(Saved data entries)
──────────────────────────────

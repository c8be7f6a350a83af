use mv_core::config::ReportConfig;
use mv_core::report::{Band, DISCLAIMER, NO_ENERGY_NOTICE, RenderModel};
use ratatui::Frame;
use ratatui::layout::{Constraint, Layout, Rect};
use ratatui::style::{Color, Modifier, Style};
use ratatui::symbols::Marker;
use ratatui::text::{Line, Span};
use ratatui::widgets::{Axis, Block, Borders, Chart, Dataset, GraphType, Paragraph, Wrap};

/// Report title.
pub const TITLE: &str = " 🧠 ManoVeda: Alzheimer’s Voice Screening ";

const ENERGY_COLOR: Color = Color::Rgb(0x6a, 0x5a, 0xcd);
const SCORE_COLOR: Color = Color::Rgb(0x29, 0x80, 0xb9);
const DISCLAIMER_ROWS: u16 = 2;

/// Band → display color.
#[must_use]
pub fn band_color(band: Band) -> Color {
    match band {
        Band::Healthy => Color::Green,
        Band::Mild => Color::Yellow,
        Band::Decline => Color::Red,
    }
}

/// Rows needed to draw `model` with [`draw_report`].
///
/// # Example
/// ```
/// use mv_core::config::ReportConfig;
/// use mv_core::report::RenderModel;
/// use mv_render::ui::report_height;
///
/// let config = ReportConfig { show_disclaimer: false, ..ReportConfig::default() };
/// let model = RenderModel::degraded("bad upload", &config);
/// // warning + 7 summary lines + borders, then the no-energy notice
/// assert_eq!(report_height(&model, &config), 11);
/// ```
#[must_use]
pub fn report_height(model: &RenderModel, config: &ReportConfig) -> u16 {
    let [summary, energy, disclaimer] = section_heights(model, config);
    summary + energy + disclaimer
}

fn section_heights(model: &RenderModel, config: &ReportConfig) -> [u16; 3] {
    let summary = summary_lines(model).len() as u16 + 2;
    let energy = if !model.report.has_energy() {
        1
    } else if config.show_plot {
        config.plot_height
    } else {
        0
    };
    let disclaimer = if config.show_disclaimer {
        DISCLAIMER_ROWS
    } else {
        0
    };
    [summary, energy, disclaimer]
}

/// Draw the full report: summary card, energy chart, disclaimer.
pub fn draw_report(frame: &mut Frame, model: &RenderModel, config: &ReportConfig) {
    let [summary_h, energy_h, disclaimer_h] = section_heights(model, config);
    let chunks = Layout::vertical([
        Constraint::Length(summary_h),
        Constraint::Length(energy_h),
        Constraint::Length(disclaimer_h),
    ])
    .split(frame.area());

    draw_summary(frame, chunks[0], model);

    if !model.report.has_energy() {
        let notice = Paragraph::new(Line::from(Span::styled(
            format!("ℹ {NO_ENERGY_NOTICE}"),
            Style::default().fg(Color::Cyan),
        )));
        frame.render_widget(notice, chunks[1]);
    } else if config.show_plot {
        draw_energy_chart(frame, chunks[1], model);
    }

    if config.show_disclaimer {
        let disclaimer = Paragraph::new(DISCLAIMER)
            .style(Style::default().fg(Color::DarkGray).add_modifier(Modifier::ITALIC))
            .wrap(Wrap { trim: true });
        frame.render_widget(disclaimer, chunks[2]);
    }
}

fn summary_lines(model: &RenderModel) -> Vec<Line<'static>> {
    let report = &model.report;
    let mut lines = Vec::with_capacity(10);

    if let Some(name) = &model.source_name {
        lines.push(Line::from(Span::styled(
            format!("🎙 {name}"),
            Style::default().fg(Color::DarkGray),
        )));
    }
    if let Some(warning) = &model.warning {
        lines.push(Line::from(Span::styled(
            warning.clone(),
            Style::default().fg(Color::Red).add_modifier(Modifier::BOLD),
        )));
    }

    lines.push(Line::from(vec![
        Span::styled(
            "Cognitive Health Score: ",
            Style::default().add_modifier(Modifier::BOLD),
        ),
        Span::styled(
            format!("{}/100", report.score),
            Style::default().fg(SCORE_COLOR).add_modifier(Modifier::BOLD),
        ),
    ]));
    lines.push(Line::from(""));
    lines.push(Line::from(format!(
        " • Audio Duration: {:.2} sec",
        report.duration_secs
    )));
    lines.push(Line::from(format!(
        " • Speaking Tempo: {:.2} BPM",
        report.tempo_bpm
    )));
    lines.push(Line::from(format!(
        " • Pause Ratio: {:.1}%",
        report.pause_ratio * 100.0
    )));
    lines.push(Line::from(""));
    lines.push(Line::from(Span::styled(
        model.band.message(),
        Style::default().fg(band_color(model.band)),
    )));
    lines
}

fn draw_summary(frame: &mut Frame, area: Rect, model: &RenderModel) {
    let summary = Paragraph::new(summary_lines(model)).block(
        Block::default()
            .borders(Borders::ALL)
            .title(TITLE)
            .title_style(Style::default().fg(Color::Yellow)),
    );
    frame.render_widget(summary, area);
}

/// RMS energy per frame, with the pause threshold as a horizontal line.
fn draw_energy_chart(frame: &mut Frame, area: Rect, model: &RenderModel) {
    let profile = &model.report.energy_profile;
    let points: Vec<(f64, f64)> = profile
        .iter()
        .enumerate()
        .map(|(i, &e)| (i as f64, f64::from(e)))
        .collect();

    let x_max = (profile.len().saturating_sub(1)).max(1) as f64;
    let threshold = f64::from(model.report.pause_threshold);
    let threshold_line = [(0.0, threshold), (x_max, threshold)];

    let y_max = profile
        .iter()
        .copied()
        .fold(0.0f32, f32::max)
        .max(model.report.pause_threshold);
    let y_max = if y_max > 0.0 { f64::from(y_max) * 1.05 } else { 1.0 };

    let datasets = vec![
        Dataset::default()
            .name("RMS Energy")
            .marker(Marker::Braille)
            .graph_type(GraphType::Line)
            .style(Style::default().fg(ENERGY_COLOR))
            .data(&points),
        Dataset::default()
            .name("Pause Threshold")
            .marker(Marker::Dot)
            .graph_type(GraphType::Line)
            .style(Style::default().fg(Color::Red))
            .data(&threshold_line),
    ];

    let chart = Chart::new(datasets)
        .block(
            Block::default()
                .borders(Borders::ALL)
                .title(" 📈 Voice Energy Pattern "),
        )
        .x_axis(
            Axis::default()
                .title("Frame Index")
                .style(Style::default().fg(Color::DarkGray))
                .bounds([0.0, x_max])
                .labels(vec!["0".to_string(), format!("{}", profile.len() - 1)]),
        )
        .y_axis(
            Axis::default()
                .title("Energy Level")
                .style(Style::default().fg(Color::DarkGray))
                .bounds([0.0, y_max])
                .labels(vec!["0".to_string(), format!("{y_max:.3}")]),
        );

    frame.render_widget(chart, area);
}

──────────────────────────────

> **PROBLEM DETAILS**
Scan the entries above for the word "RenderModel", then copy every line in which it occurs.

> **REPLY TO THE TASK**
use mv_core::report::{Band, DISCLAIMER, NO_ENERGY_NOTICE, RenderModel};
/// use mv_core::report::RenderModel;
/// let model = RenderModel::degraded("bad upload", &config);
pub fn report_height(model: &RenderModel, config: &ReportConfig) -> u16 {
fn section_heights(model: &RenderModel, config: &ReportConfig) -> [u16; 3] {
pub fn draw_report(frame: &mut Frame, model: &RenderModel, config: &ReportConfig) {
fn summary_lines(model: &RenderModel) -> Vec<Line<'static>> {
fn draw_summary(frame: &mut Frame, area: Rect, model: &RenderModel) {
fn draw_energy_chart(frame: &mut Frame, area: Rect, model: &RenderModel) {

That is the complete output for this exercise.